* Your goal *
List all lines of the data that include the string "emitter".

Stored data:
-- Opening Marker --
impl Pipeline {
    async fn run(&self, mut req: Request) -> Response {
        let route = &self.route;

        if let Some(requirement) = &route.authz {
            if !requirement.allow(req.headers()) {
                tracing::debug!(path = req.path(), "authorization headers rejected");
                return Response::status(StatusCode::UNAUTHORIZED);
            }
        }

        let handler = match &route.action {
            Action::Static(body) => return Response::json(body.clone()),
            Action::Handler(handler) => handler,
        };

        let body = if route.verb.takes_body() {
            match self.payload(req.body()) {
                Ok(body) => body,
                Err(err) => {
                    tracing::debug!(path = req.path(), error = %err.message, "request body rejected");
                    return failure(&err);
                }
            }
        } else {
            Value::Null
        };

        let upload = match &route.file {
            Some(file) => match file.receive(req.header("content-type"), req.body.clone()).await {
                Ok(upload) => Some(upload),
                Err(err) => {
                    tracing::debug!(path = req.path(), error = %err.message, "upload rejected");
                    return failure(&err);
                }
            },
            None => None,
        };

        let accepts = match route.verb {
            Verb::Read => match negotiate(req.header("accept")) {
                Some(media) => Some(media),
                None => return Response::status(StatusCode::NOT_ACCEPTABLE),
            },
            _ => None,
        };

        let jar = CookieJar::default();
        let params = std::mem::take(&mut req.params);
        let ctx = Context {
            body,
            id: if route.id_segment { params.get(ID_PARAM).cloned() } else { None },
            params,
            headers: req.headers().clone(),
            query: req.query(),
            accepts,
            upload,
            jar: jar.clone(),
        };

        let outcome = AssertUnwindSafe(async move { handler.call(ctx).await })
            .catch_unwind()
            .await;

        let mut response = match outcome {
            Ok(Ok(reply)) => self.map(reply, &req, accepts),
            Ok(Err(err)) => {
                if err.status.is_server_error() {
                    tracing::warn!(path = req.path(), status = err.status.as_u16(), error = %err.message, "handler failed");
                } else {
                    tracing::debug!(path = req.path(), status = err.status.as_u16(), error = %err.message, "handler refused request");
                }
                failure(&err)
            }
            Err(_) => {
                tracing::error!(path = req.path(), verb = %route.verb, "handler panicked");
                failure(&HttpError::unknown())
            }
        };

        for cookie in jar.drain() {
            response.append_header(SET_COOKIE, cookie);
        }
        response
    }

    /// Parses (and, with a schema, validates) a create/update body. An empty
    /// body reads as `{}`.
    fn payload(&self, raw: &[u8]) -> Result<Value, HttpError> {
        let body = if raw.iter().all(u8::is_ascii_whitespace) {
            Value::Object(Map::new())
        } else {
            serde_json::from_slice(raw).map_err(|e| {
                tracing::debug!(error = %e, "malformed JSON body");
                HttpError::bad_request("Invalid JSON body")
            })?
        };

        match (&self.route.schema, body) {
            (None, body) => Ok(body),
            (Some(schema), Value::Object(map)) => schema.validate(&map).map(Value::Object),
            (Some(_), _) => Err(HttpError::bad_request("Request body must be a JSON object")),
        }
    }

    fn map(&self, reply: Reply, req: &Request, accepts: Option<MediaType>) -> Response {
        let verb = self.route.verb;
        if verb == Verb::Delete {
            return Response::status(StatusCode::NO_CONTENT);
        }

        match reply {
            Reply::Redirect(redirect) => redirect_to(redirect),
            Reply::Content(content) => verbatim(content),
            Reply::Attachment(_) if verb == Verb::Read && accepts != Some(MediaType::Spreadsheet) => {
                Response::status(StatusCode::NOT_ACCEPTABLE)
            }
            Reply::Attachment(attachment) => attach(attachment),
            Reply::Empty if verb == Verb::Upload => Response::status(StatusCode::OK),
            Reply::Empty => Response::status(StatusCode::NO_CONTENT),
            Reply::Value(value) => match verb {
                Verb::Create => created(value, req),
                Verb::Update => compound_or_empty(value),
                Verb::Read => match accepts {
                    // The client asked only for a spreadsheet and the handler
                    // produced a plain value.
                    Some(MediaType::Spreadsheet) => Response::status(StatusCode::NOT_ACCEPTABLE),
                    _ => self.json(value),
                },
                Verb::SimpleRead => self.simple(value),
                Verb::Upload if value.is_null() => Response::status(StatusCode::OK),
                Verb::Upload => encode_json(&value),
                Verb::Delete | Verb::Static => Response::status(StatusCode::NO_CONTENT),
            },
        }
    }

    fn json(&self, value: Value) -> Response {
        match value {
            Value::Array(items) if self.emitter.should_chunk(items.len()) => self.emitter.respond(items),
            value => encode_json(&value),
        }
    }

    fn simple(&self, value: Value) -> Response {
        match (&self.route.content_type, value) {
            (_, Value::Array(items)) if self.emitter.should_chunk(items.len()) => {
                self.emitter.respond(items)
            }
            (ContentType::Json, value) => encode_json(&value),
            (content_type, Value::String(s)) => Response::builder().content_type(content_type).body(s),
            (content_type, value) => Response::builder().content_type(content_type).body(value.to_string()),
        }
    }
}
-- Closing Marker --
* Your solution *
            Value::Array(items) if self.emitter.should_chunk(items.len()) => self.emitter.respond(items),
            (_, Value::Array(items)) if self.emitter.should_chunk(items.len()) => {
                self.emitter.respond(items)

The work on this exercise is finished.